HOW TO COMPLETE THIS TASK: Given the records below, pull every line with the word "metrics" into the answer.

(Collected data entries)
^^^^^^^^^^^^^^^^

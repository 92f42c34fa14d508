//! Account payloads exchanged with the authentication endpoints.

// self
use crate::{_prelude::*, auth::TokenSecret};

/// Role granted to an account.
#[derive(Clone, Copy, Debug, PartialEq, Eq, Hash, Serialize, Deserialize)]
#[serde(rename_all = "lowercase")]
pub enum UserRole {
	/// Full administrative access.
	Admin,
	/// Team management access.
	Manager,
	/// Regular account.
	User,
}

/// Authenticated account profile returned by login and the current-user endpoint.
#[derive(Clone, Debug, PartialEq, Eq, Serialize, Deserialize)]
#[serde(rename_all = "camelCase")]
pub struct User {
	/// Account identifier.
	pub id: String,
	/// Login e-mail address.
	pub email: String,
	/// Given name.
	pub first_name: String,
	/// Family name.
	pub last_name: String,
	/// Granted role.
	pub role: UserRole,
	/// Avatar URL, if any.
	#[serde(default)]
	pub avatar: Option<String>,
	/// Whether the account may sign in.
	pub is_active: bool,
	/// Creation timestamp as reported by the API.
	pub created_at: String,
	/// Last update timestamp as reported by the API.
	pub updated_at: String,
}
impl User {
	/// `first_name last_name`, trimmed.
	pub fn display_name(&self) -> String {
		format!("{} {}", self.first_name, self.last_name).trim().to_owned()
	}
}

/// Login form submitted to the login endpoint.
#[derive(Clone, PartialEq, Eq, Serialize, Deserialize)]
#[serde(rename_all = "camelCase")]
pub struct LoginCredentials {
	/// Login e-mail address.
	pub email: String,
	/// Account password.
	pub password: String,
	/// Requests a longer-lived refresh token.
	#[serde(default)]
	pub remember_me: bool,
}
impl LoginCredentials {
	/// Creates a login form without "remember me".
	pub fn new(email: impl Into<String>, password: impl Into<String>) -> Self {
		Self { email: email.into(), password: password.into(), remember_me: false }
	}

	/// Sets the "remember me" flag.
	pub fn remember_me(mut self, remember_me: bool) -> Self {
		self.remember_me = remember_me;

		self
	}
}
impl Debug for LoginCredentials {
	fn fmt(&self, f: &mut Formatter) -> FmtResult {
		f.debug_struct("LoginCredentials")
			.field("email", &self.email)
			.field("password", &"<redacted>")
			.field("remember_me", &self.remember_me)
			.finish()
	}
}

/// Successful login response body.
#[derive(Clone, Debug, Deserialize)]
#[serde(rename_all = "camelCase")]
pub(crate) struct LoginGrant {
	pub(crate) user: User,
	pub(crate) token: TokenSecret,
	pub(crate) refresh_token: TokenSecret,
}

^^^^^^^^^^^^^^^^

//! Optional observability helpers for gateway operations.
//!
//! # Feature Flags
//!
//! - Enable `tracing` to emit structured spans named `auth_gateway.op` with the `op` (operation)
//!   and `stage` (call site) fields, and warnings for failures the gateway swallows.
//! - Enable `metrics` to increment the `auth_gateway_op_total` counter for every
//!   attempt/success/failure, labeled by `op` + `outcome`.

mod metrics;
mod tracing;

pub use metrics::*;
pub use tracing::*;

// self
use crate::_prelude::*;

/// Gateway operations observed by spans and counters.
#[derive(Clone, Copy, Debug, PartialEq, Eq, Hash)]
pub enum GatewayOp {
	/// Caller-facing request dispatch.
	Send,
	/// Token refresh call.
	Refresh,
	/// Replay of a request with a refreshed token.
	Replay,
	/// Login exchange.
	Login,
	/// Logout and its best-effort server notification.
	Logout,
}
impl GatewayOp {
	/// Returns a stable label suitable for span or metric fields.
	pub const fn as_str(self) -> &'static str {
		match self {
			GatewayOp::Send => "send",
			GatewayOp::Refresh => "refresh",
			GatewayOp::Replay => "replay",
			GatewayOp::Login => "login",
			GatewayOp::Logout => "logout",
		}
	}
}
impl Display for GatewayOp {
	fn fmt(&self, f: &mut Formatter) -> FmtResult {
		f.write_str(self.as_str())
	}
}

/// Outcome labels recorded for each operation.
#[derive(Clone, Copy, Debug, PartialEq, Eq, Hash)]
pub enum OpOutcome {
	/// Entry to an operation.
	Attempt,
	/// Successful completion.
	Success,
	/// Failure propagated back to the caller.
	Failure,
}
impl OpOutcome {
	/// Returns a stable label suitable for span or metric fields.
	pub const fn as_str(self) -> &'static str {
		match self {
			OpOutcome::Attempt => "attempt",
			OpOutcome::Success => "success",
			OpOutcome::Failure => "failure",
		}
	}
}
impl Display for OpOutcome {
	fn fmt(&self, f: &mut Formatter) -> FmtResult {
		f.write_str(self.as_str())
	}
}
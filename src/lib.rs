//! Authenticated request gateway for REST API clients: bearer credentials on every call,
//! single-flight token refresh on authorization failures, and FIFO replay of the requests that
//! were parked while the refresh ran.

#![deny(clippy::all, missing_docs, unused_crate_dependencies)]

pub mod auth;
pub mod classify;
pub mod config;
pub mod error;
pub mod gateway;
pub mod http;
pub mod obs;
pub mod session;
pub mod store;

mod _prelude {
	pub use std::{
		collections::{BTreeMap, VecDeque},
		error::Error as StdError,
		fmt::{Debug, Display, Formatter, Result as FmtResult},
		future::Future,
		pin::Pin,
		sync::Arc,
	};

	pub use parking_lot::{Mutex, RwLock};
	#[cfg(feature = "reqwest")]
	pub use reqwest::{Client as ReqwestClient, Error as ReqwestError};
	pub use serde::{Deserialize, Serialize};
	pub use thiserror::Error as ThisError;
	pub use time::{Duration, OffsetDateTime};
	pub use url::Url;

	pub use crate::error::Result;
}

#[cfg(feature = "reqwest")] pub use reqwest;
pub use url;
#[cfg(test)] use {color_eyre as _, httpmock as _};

^^^^^^^^^^^^^^^^

RESPONSE:
//! - Enable `metrics` to increment the `auth_gateway_op_total` counter for every
mod metrics;
pub use metrics::*;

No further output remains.